I had mentioned to carpenter husband Rick a couple of days ago that the door to the hay aisle was getting hard, very hard, to shut. And latching it was darn near impossible. He explained about structural shifts with the cold temps and detailed what he'd do in the spring to help fix it. In the meantime we agreed four precious donkeys would not be able to pry the door open, even if unlatched, since you literally had to kick the bottom of the door to close it. Mistake #1.
Well, the damn thing must've shifted again, because in they got.
Sight number two.
Of course, being an even-tempered individual, I calmly cleaned up the mess and continued on.
Nope, not the way things played out. No indeedy.
After I surveyed the damage, I yelled. And yelled a little more. Of course they were still munching as I tried to rescue the hay that was left. And so I yelled some more.

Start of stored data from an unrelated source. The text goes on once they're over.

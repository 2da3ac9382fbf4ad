//! Data retention: duration expressions, the retention policy, and the
//! one-shot automatic purge.
//!
//! A purge removes rows whose `time` is older than the retention window from
//! every activity table. It runs once, shortly after startup, and refuses to
//! start while a schema change or data conversion is running. Before deleting
//! it waits for the ingestion consumer to reach a safe point, publishes the
//! pause, then waits again for any flush that started before the pause became
//! visible. If the consumer misses the deadline, `pause_timeout_action`
//! decides whether the purge proceeds anyway or gives up.

mod duration;
mod policy;
mod worker;

pub use duration::{format_duration, parse_duration};
pub use policy::{MIN_AUTO_PURGE_SECS, RetentionDecision};
pub use worker::{
    PurgeCoordinator, PurgeOutcome, PurgeRun, TableOutcome, TableReport, join_auto_purge,
    start_auto_purge,
};
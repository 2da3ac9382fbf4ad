//! Destinations the ingest buffer flushes activity rows to.

use std::sync::Arc;

use async_trait::async_trait;

use crate::{db::ActivityRepo, models::ActivityRecord, observability::metrics};

/// Where flushed activity rows go.
#[async_trait]
pub trait ActivitySink: Send + Sync {
    /// Write a batch of records.
    ///
    /// Returns the number of records successfully written.
    async fn write_batch(&self, records: &[ActivityRecord]) -> Result<usize, ActivitySinkError>;

    /// Get the sink name for logging/metrics.
    fn name(&self) -> &'static str;
}

/// Errors from activity sinks.
#[derive(Debug, thiserror::Error)]
pub enum ActivitySinkError {
    #[error("Database error: {0}")]
    Database(String),
}

/// Writes activity rows into the prefixed activity tables.
pub struct DatabaseSink {
    repo: Arc<dyn ActivityRepo>,
    table_prefix: String,
}

impl DatabaseSink {
    pub fn new(repo: Arc<dyn ActivityRepo>, table_prefix: impl Into<String>) -> Self {
        Self {
            repo,
            table_prefix: table_prefix.into(),
        }
    }
}

#[async_trait]
impl ActivitySink for DatabaseSink {
    async fn write_batch(&self, records: &[ActivityRecord]) -> Result<usize, ActivitySinkError> {
        if records.is_empty() {
            return Ok(0);
        }

        let start = std::time::Instant::now();
        match self.repo.insert_batch(&self.table_prefix, records).await {
            Ok(inserted) => {
                metrics::record_ingest_entries("written", inserted as u64);
                tracing::debug!(
                    inserted,
                    total = records.len(),
                    duration_ms = start.elapsed().as_secs_f64() * 1000.0,
                    "Activity batch insert successful"
                );
                Ok(inserted)
            }
            Err(e) => {
                metrics::record_ingest_entries("failed", records.len() as u64);
                tracing::error!(
                    error = %e,
                    count = records.len(),
                    "Failed to batch insert activity rows"
                );
                Err(ActivitySinkError::Database(e.to_string()))
            }
        }
    }

    fn name(&self) -> &'static str {
        "database"
    }
}
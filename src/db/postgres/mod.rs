mod activity;
mod purge;

pub use activity::PostgresActivityRepo;
pub use purge::{PostgresConnectionProvider, PostgresPurgeConnection};
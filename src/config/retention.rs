//! Automatic purge configuration.
//!
//! # Example
//!
//! ```toml
//! [retention]
//! auto_purge = "30d"
//! table_prefix = "co_"
//! startup_delay_secs = 10
//! pause_timeout_action = "proceed"
//! compaction_threshold = 1000
//! batch_size = 10000
//! dry_run = false
//! ```

use std::time::Duration;

use serde::{Deserialize, Serialize};

use super::ConfigError;
use crate::retention::{RetentionDecision, parse_duration};

/// Automatic purge configuration.
///
/// When `auto_purge` resolves to at least 24 hours, one purge runs in the
/// background shortly after startup and removes activity rows older than
/// that window.
#[derive(Debug, Clone, Serialize, Deserialize)]
#[serde(deny_unknown_fields)]
pub struct RetentionConfig {
    /// Retention window as a duration expression (`"30d"`, `"1y6mo"`).
    /// Absent, empty or `"0"` disables the automatic purge.
    #[serde(default)]
    pub auto_purge: Option<String>,

    /// Prefix prepended to every activity table name.
    /// Default: "co_"
    #[serde(default = "default_table_prefix")]
    pub table_prefix: String,

    /// Delay before the purge starts, letting startup I/O settle.
    /// Default: 10
    #[serde(default = "default_startup_delay_secs")]
    pub startup_delay_secs: u64,

    /// How often the consumer's safe-point flag is polled.
    /// Default: 1
    #[serde(default = "default_pause_poll_interval_ms")]
    pub pause_poll_interval_ms: u64,

    /// Longest wait for the consumer to reach a safe point.
    /// Default: 30000 (30 seconds)
    #[serde(default = "default_pause_wait_timeout_ms")]
    pub pause_wait_timeout_ms: u64,

    /// What to do when the consumer never reaches a safe point.
    /// Default: proceed
    #[serde(default)]
    pub pause_timeout_action: PauseTimeoutAction,

    /// Connection attempts before giving up with "database busy".
    /// Default: 6
    #[serde(default = "default_connect_attempts")]
    pub connect_attempts: u32,

    /// Fixed sleep between connection attempts.
    /// Default: 1000
    #[serde(default = "default_connect_backoff_ms")]
    pub connect_backoff_ms: u64,

    /// Timeout for a single connection attempt.
    /// Default: 500
    #[serde(default = "default_connect_timeout_ms")]
    pub connect_timeout_ms: u64,

    /// Open a dedicated connection instead of borrowing one from the pool.
    /// Default: false
    #[serde(default)]
    pub exclusive_connection: bool,

    /// Rows removed above which the store is compacted. The comparison is
    /// strict: removing exactly this many rows does not compact.
    /// Default: 1000
    #[serde(default = "default_compaction_threshold")]
    pub compaction_threshold: u64,

    /// Rows per delete statement. Set to 0 for a single statement per table.
    /// Default: 10000
    #[serde(default = "default_batch_size")]
    pub batch_size: u32,

    /// Count what would be removed without deleting or compacting.
    /// Default: false
    #[serde(default)]
    pub dry_run: bool,
}

impl Default for RetentionConfig {
    fn default() -> Self {
        Self {
            auto_purge: None,
            table_prefix: default_table_prefix(),
            startup_delay_secs: default_startup_delay_secs(),
            pause_poll_interval_ms: default_pause_poll_interval_ms(),
            pause_wait_timeout_ms: default_pause_wait_timeout_ms(),
            pause_timeout_action: PauseTimeoutAction::default(),
            connect_attempts: default_connect_attempts(),
            connect_backoff_ms: default_connect_backoff_ms(),
            connect_timeout_ms: default_connect_timeout_ms(),
            exclusive_connection: false,
            compaction_threshold: default_compaction_threshold(),
            batch_size: default_batch_size(),
            dry_run: false,
        }
    }
}

fn default_table_prefix() -> String {
    "co_".to_string()
}

fn default_startup_delay_secs() -> u64 {
    10
}

fn default_pause_poll_interval_ms() -> u64 {
    1
}

fn default_pause_wait_timeout_ms() -> u64 {
    30_000
}

fn default_connect_attempts() -> u32 {
    6
}

fn default_connect_backoff_ms() -> u64 {
    1000
}

fn default_connect_timeout_ms() -> u64 {
    500
}

fn default_compaction_threshold() -> u64 {
    1000
}

fn default_batch_size() -> u32 {
    10_000
}

/// Behaviour when the pause handshake times out.
#[derive(Debug, Clone, Copy, Default, PartialEq, Eq, Serialize, Deserialize)]
#[serde(rename_all = "snake_case")]
pub enum PauseTimeoutAction {
    /// Pause the consumer anyway and purge.
    #[default]
    Proceed,
    /// Give up the run and report the consumer as busy.
    Abort,
}

impl RetentionConfig {
    /// Configured retention window in seconds (0 = disabled).
    pub fn retention_seconds(&self) -> u64 {
        parse_duration(self.auto_purge.as_deref())
    }

    pub fn decision(&self) -> RetentionDecision {
        RetentionDecision::evaluate(self.auto_purge.as_deref())
    }

    pub fn startup_delay(&self) -> Duration {
        Duration::from_secs(self.startup_delay_secs)
    }

    pub fn pause_poll_interval(&self) -> Duration {
        Duration::from_millis(self.pause_poll_interval_ms)
    }

    pub fn pause_wait_timeout(&self) -> Duration {
        Duration::from_millis(self.pause_wait_timeout_ms)
    }

    pub fn connect_backoff(&self) -> Duration {
        Duration::from_millis(self.connect_backoff_ms)
    }

    pub fn connect_timeout(&self) -> Duration {
        Duration::from_millis(self.connect_timeout_ms)
    }

    pub fn validate(&self) -> Result<(), ConfigError> {
        if !self
            .table_prefix
            .chars()
            .all(|c| c.is_ascii_alphanumeric() || c == '_')
        {
            return Err(ConfigError::Validation(format!(
                "retention.table_prefix may only contain letters, digits and '_', got {:?}",
                self.table_prefix
            )));
        }
        if self.connect_attempts == 0 {
            return Err(ConfigError::Validation(
                "retention.connect_attempts must be at least 1".into(),
            ));
        }
        if self.pause_poll_interval_ms == 0 {
            return Err(ConfigError::Validation(
                "retention.pause_poll_interval_ms must be at least 1".into(),
            ));
        }
        Ok(())
    }
}
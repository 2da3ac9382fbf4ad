use std::{process, sync::Arc, time::Duration};

use autopurge::{
    config::AppConfig,
    db::DbPool,
    ingest::{DatabaseSink, IngestBuffer},
    maintenance::{ConsumerPauseState, MaintenanceFlags},
    notice::{Notice, TracingNotices},
    observability,
    retention::{
        PurgeCoordinator, PurgeOutcome, RetentionDecision, format_duration, join_auto_purge,
        start_auto_purge,
    },
};
use clap::Parser;

/// How long a running purge may keep going after a shutdown signal.
const PURGE_SHUTDOWN_GRACE: Duration = Duration::from_secs(60);

/// CLI arguments for the auto-purge host
#[derive(Parser, Debug)]
#[command(version, about = "Retention purge for activity tables", long_about = None)]
struct Args {
    #[command(subcommand)]
    command: Option<Command>,

    /// Path to config file
    #[arg(short, long, global = true, default_value = "autopurge.toml")]
    config: String,
}

#[derive(clap::Subcommand, Debug)]
enum Command {
    /// Open the store, start ingestion, and run the auto-purge once (default)
    Run,
    /// Load the config and print the retention decision
    Check,
}

#[tokio::main]
async fn main() {
    let args = Args::parse();

    let config = match AppConfig::from_file(&args.config) {
        Ok(c) => c,
        Err(e) => {
            eprintln!("Failed to load config from {}: {}", args.config, e);
            process::exit(1);
        }
    };

    match args.command.unwrap_or(Command::Run) {
        Command::Run => run(config).await,
        Command::Check => run_check(&config),
    }
}

fn run_check(config: &AppConfig) {
    let engine = config
        .database
        .engine()
        .map(|engine| engine.to_string())
        .unwrap_or_else(|| "none".to_string());

    match config.retention.decision() {
        RetentionDecision::Disabled => println!("Auto-purge disabled."),
        RetentionDecision::TooShort => println!("{}", Notice::AutoPurgeMinimum),
        RetentionDecision::Eligible(secs) => {
            println!(
                "Auto-purge enabled: removing data older than {} ({secs} seconds).",
                format_duration(secs)
            );
            println!("  store:        {engine}");
            println!("  table prefix: {}", config.retention.table_prefix);
            println!("  dry run:      {}", config.retention.dry_run);
        }
    }
}

async fn run(config: AppConfig) {
    observability::init_tracing(&config.observability).expect("Failed to initialize tracing");

    if let Err(e) = observability::metrics::init_metrics(&config.observability.metrics) {
        tracing::warn!(error = %e, "Failed to initialize metrics");
    }

    if config.database.is_none() {
        eprintln!("Error: a [database] section is required to run the auto-purge.");
        process::exit(1);
    }

    let db = Arc::new(
        DbPool::from_config(&config.database)
            .await
            .expect("Failed to connect to database"),
    );

    let flags = Arc::new(MaintenanceFlags::new());
    let consumer = Arc::new(ConsumerPauseState::new());

    if config.database.run_migrations() {
        flags.set_migration_running(true);
        let migrated = db.run_migrations(&config.retention.table_prefix).await;
        flags.set_migration_running(false);
        migrated.expect("Failed to run migrations");
    }

    let buffer = Arc::new(IngestBuffer::new(
        (&config.ingest.buffer).into(),
        Arc::clone(&consumer),
    ));
    let buffer_handle = buffer.start_worker(Arc::new(DatabaseSink::new(
        db.activity(),
        config.retention.table_prefix.clone(),
    )));

    let coordinator = PurgeCoordinator::new(
        config.retention.clone(),
        db.engine(),
        db.connections(),
        flags,
        consumer,
        Arc::new(TracingNotices),
    );

    match start_auto_purge(coordinator) {
        Some(handle) => {
            if let Some(outcome) =
                join_auto_purge(handle, shutdown_signal(), PURGE_SHUTDOWN_GRACE).await
            {
                log_outcome(&outcome);
            }
        }
        None => tracing::info!("No auto-purge scheduled"),
    }

    buffer.shutdown();
    if let Err(e) = tokio::time::timeout(Duration::from_secs(5), buffer_handle).await {
        tracing::warn!(error = %e, "Timeout waiting for ingest buffer to flush");
    }

    db.close().await;
    tracing::info!("Shutdown complete");
}

fn log_outcome(outcome: &PurgeOutcome) {
    match outcome {
        PurgeOutcome::Completed(run) => tracing::info!(
            cutoff = run.cutoff,
            total_removed = run.total_removed,
            failed_tables = run.failed_tables().count(),
            compacted = run.compaction_attempted,
            dry_run = run.dry_run,
            "Auto-purge finished"
        ),
        PurgeOutcome::Failed(reason) => {
            tracing::error!(reason = %reason, "Auto-purge failed")
        }
        other => tracing::info!(outcome = other.label(), "Auto-purge finished without purging"),
    }
}

async fn shutdown_signal() {
    let ctrl_c = async {
        tokio::signal::ctrl_c()
            .await
            .expect("failed to install Ctrl+C handler");
    };

    #[cfg(unix)]
    let terminate = async {
        tokio::signal::unix::signal(tokio::signal::unix::SignalKind::terminate())
            .expect("failed to install signal handler")
            .recv()
            .await;
    };

    #[cfg(not(unix))]
    let terminate = std::future::pending::<()>();

    tokio::select! {
        _ = ctrl_c => {},
        _ = terminate => {},
    }
}
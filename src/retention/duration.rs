//! Compact duration expressions such as `14d`, `1y6mo` or `2h30m`.
//!
//! Expressions are a run of `<number><unit>` chunks with no separators. Units
//! are `y`, `mo`, `w`, `d`, `h`, `m` and `s`; numbers may be fractional. The
//! only ambiguity in the grammar is `m` (minutes) versus the `m` of `mo`
//! (months): `mo` always wins, and a bare `m` touching an `o` on either side
//! does not end a chunk. Its digits carry over to the next unit, or count as
//! minutes when that `m` is the last character (`5om` is five minutes).
//!
//! Units use fixed weights (a year is 365 days, a month is 30 days), so the
//! result is an approximate span rather than a calendar-aware one.

pub const SECS_PER_MINUTE: u64 = 60;
pub const SECS_PER_HOUR: u64 = 3_600;
pub const SECS_PER_DAY: u64 = 86_400;
pub const SECS_PER_WEEK: u64 = 604_800;
pub const SECS_PER_MONTH: u64 = 2_592_000;
pub const SECS_PER_YEAR: u64 = 31_536_000;

#[derive(Debug, Clone, Copy, PartialEq, Eq)]
enum Unit {
    Year,
    Month,
    Week,
    Day,
    Hour,
    Minute,
    Second,
}

impl Unit {
    const ALL: [Unit; 7] = [
        Unit::Year,
        Unit::Month,
        Unit::Week,
        Unit::Day,
        Unit::Hour,
        Unit::Minute,
        Unit::Second,
    ];

    fn seconds(self) -> u64 {
        match self {
            Unit::Year => SECS_PER_YEAR,
            Unit::Month => SECS_PER_MONTH,
            Unit::Week => SECS_PER_WEEK,
            Unit::Day => SECS_PER_DAY,
            Unit::Hour => SECS_PER_HOUR,
            Unit::Minute => SECS_PER_MINUTE,
            Unit::Second => 1,
        }
    }

    fn slot(self) -> usize {
        self as usize
    }
}

/// Parse a duration expression into whole seconds.
///
/// Never fails: an absent, empty or `"0"` expression, or one with no
/// recognisable `<number><unit>` chunk, yields `0` (disabled). When a unit
/// appears more than once the last occurrence wins.
pub fn parse_duration(expression: Option<&str>) -> u64 {
    let Some(raw) = expression else {
        return 0;
    };
    if raw.is_empty() || raw == "0" {
        return 0;
    }

    let normalized = raw.to_lowercase();
    let mut magnitudes: [Option<f64>; 7] = [None; 7];
    for (unit, magnitude) in chunks(normalized.trim()) {
        magnitudes[unit.slot()] = Some(magnitude);
    }

    let total: f64 = Unit::ALL
        .iter()
        .zip(magnitudes)
        .filter_map(|(unit, magnitude)| magnitude.map(|m| m * unit.seconds() as f64))
        .sum();

    // Float-to-int `as` saturates and maps NaN to zero.
    total as u64
}

/// Split an expression into `(unit, magnitude)` chunks, in input order.
///
/// A chunk ends at each recognised unit token. Its magnitude is made of the
/// digits and dots seen since the previous token; any other character is
/// ignored. Chunks whose magnitude is empty or does not parse are dropped, so
/// they never override an earlier value for the same unit.
fn chunks(input: &str) -> Vec<(Unit, f64)> {
    let chars: Vec<char> = input.chars().collect();
    let mut out = Vec::new();
    let mut digits = String::new();
    let mut pos = 0;

    while pos < chars.len() {
        let Some((unit, width)) = unit_at(&chars, pos) else {
            let c = chars[pos];
            if c.is_ascii_digit() || c == '.' {
                digits.push(c);
            }
            pos += 1;
            continue;
        };
        pos += width;

        if let Ok(magnitude) = digits.parse::<f64>() {
            out.push((unit, magnitude));
        }
        digits.clear();
    }

    // An unsplit final chunk still ends in `m`.
    if chars.last() == Some(&'m')
        && let Ok(magnitude) = digits.parse::<f64>()
    {
        out.push((Unit::Minute, magnitude));
    }

    out
}

/// Recognise a unit token starting at `pos`, returning it with its width.
fn unit_at(chars: &[char], pos: usize) -> Option<(Unit, usize)> {
    match chars[pos] {
        'm' if chars.get(pos + 1) == Some(&'o') => Some((Unit::Month, 2)),
        'm' if pos > 0 && chars[pos - 1] == 'o' => None,
        'm' => Some((Unit::Minute, 1)),
        'y' => Some((Unit::Year, 1)),
        'w' => Some((Unit::Week, 1)),
        'd' => Some((Unit::Day, 1)),
        'h' => Some((Unit::Hour, 1)),
        's' => Some((Unit::Second, 1)),
        _ => None,
    }
}

/// Render a second count as a single floor-rounded unit, e.g. `"2 years"`.
///
/// Lossy; only used for progress messages. Anything
/// under a minute renders as `"0 minutes"`.
pub fn format_duration(seconds: u64) -> String {
    let (count, label) = if seconds >= SECS_PER_YEAR {
        (seconds / SECS_PER_YEAR, "year")
    } else if seconds >= SECS_PER_MONTH {
        (seconds / SECS_PER_MONTH, "month")
    } else if seconds >= SECS_PER_WEEK {
        (seconds / SECS_PER_WEEK, "week")
    } else if seconds >= SECS_PER_DAY {
        (seconds / SECS_PER_DAY, "day")
    } else if seconds >= SECS_PER_HOUR {
        (seconds / SECS_PER_HOUR, "hour")
    } else {
        (seconds / SECS_PER_MINUTE, "minute")
    };

    if count == 1 {
        format!("{count} {label}")
    } else {
        format!("{count} {label}s")
    }
}

#[cfg(test)]
mod tests {
    use rstest::rstest;

    use super::*;

    #[rstest]
    #[case::days("14d", 1_209_600)]
    #[case::year("1y", 31_536_000)]
    #[case::month("1mo", 2_592_000)]
    #[case::year_and_months("1y6mo", 47_088_000)]
    #[case::minutes("5m", 300)]
    #[case::months("5mo", 12_960_000)]
    #[case::hours_and_minutes("2h30m", 9_000)]
    #[case::seconds("45s", 45)]
    #[case::weeks("2w", 1_209_600)]
    #[case::fractional_days("1.5d", 129_600)]
    #[case::everything("1y1mo1w1d1h1m1s", 31_536_000 + 2_592_000 + 604_800 + 86_400 + 3_600 + 60 + 1)]
    fn test_parse_duration(#[case] input: &str, #[case] expected: u64) {
        assert_eq!(parse_duration(Some(input)), expected, "input {input:?}");
    }

    #[rstest]
    #[case::zero("0")]
    #[case::empty("")]
    #[case::whitespace("   ")]
    #[case::no_units("42")]
    #[case::unit_without_number("d")]
    #[case::garbage("forever")]
    fn test_parse_duration_disabled(#[case] input: &str) {
        assert_eq!(parse_duration(Some(input)), 0, "input {input:?}");
    }

    #[test]
    fn test_parse_duration_absent() {
        assert_eq!(parse_duration(None), 0);
    }

    #[test]
    fn test_case_and_whitespace_are_normalized() {
        assert_eq!(parse_duration(Some("  14D ")), parse_duration(Some("14d")));
        assert_eq!(parse_duration(Some("1Y6MO")), 47_088_000);
    }

    #[test]
    fn test_last_occurrence_of_a_unit_wins() {
        assert_eq!(parse_duration(Some("1d2d")), parse_duration(Some("2d")));
        assert_eq!(parse_duration(Some("3h1d1h")), SECS_PER_DAY + SECS_PER_HOUR);
    }

    #[test]
    fn test_empty_magnitude_does_not_reset_unit() {
        // The second `d` has no number, so the first value stands.
        assert_eq!(parse_duration(Some("3dd")), 3 * SECS_PER_DAY);
    }

    #[test]
    fn test_malformed_magnitude_is_skipped() {
        assert_eq!(parse_duration(Some("1.2.3d4h")), 4 * SECS_PER_HOUR);
    }

    #[test]
    fn test_minute_is_not_confused_with_month() {
        assert_eq!(parse_duration(Some("5m")), 300);
        assert_eq!(parse_duration(Some("5mo")), 5 * SECS_PER_MONTH);
        assert_ne!(parse_duration(Some("5m")), parse_duration(Some("5mo")));
        // Month and minute side by side.
        assert_eq!(parse_duration(Some("1mo5m")), SECS_PER_MONTH + 300);
    }

    #[test]
    fn test_m_after_o_is_not_a_unit() {
        // "om" is neither minutes nor months; the number carries to the next unit.
        assert_eq!(parse_duration(Some("5omd")), 5 * SECS_PER_DAY);
    }

    #[rstest]
    #[case::alone("5om", 300)]
    #[case::after_months("7mo3om", 18_144_180)]
    #[case::overrides_earlier_minutes(" 9m1om", 60)]
    fn test_trailing_m_after_o_counts_as_minutes(#[case] input: &str, #[case] expected: u64) {
        assert_eq!(parse_duration(Some(input)), expected, "input {input:?}");
    }

    #[test]
    fn test_trailing_characters_are_ignored() {
        assert_eq!(parse_duration(Some("14days")), 14 * SECS_PER_DAY);
        assert_eq!(parse_duration(Some("2mon")), 2 * SECS_PER_MONTH);
        assert_eq!(parse_duration(Some("7d3")), 7 * SECS_PER_DAY);
    }

    #[rstest]
    #[case::one_year(31_536_000, "1 year")]
    #[case::two_years(63_072_000, "2 years")]
    #[case::just_under_a_year(31_535_999, "12 months")]
    #[case::one_month(2_592_000, "1 month")]
    #[case::three_weeks(1_814_400, "3 weeks")]
    #[case::one_day(86_400, "1 day")]
    #[case::twelve_hours(43_200, "12 hours")]
    #[case::one_hour(3_600, "1 hour")]
    #[case::two_minutes(120, "2 minutes")]
    #[case::one_minute(60, "1 minute")]
    #[case::under_a_minute(59, "0 minutes")]
    #[case::zero(0, "0 minutes")]
    fn test_format_duration(#[case] seconds: u64, #[case] expected: &str) {
        assert_eq!(format_duration(seconds), expected);
    }

    #[test]
    fn test_format_floors_to_largest_unit() {
        // 1y6mo renders as whole years only.
        assert_eq!(format_duration(parse_duration(Some("1y6mo"))), "1 year");
    }
}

At one point I swatted Luigi with the back of the red plastic pitchfork pictured above to get him out of the way and it broke. Oh good. (fortunately I have a back-up metal fork but I don't care for it)
Finally I made it into the chicken coop to get the girls up for the morning and found a broken egg on the floor. Usually not a big deal, but yesterday morning it was the icing on the cake.
I was doubly angry because I had prepared some nice hot slop for the donks in the morning. Takes a bit of time to get ready and I was happily looking forward to providing this treat. Ha!! Took my bucket of hot slop back to the house with me.
The ingrates!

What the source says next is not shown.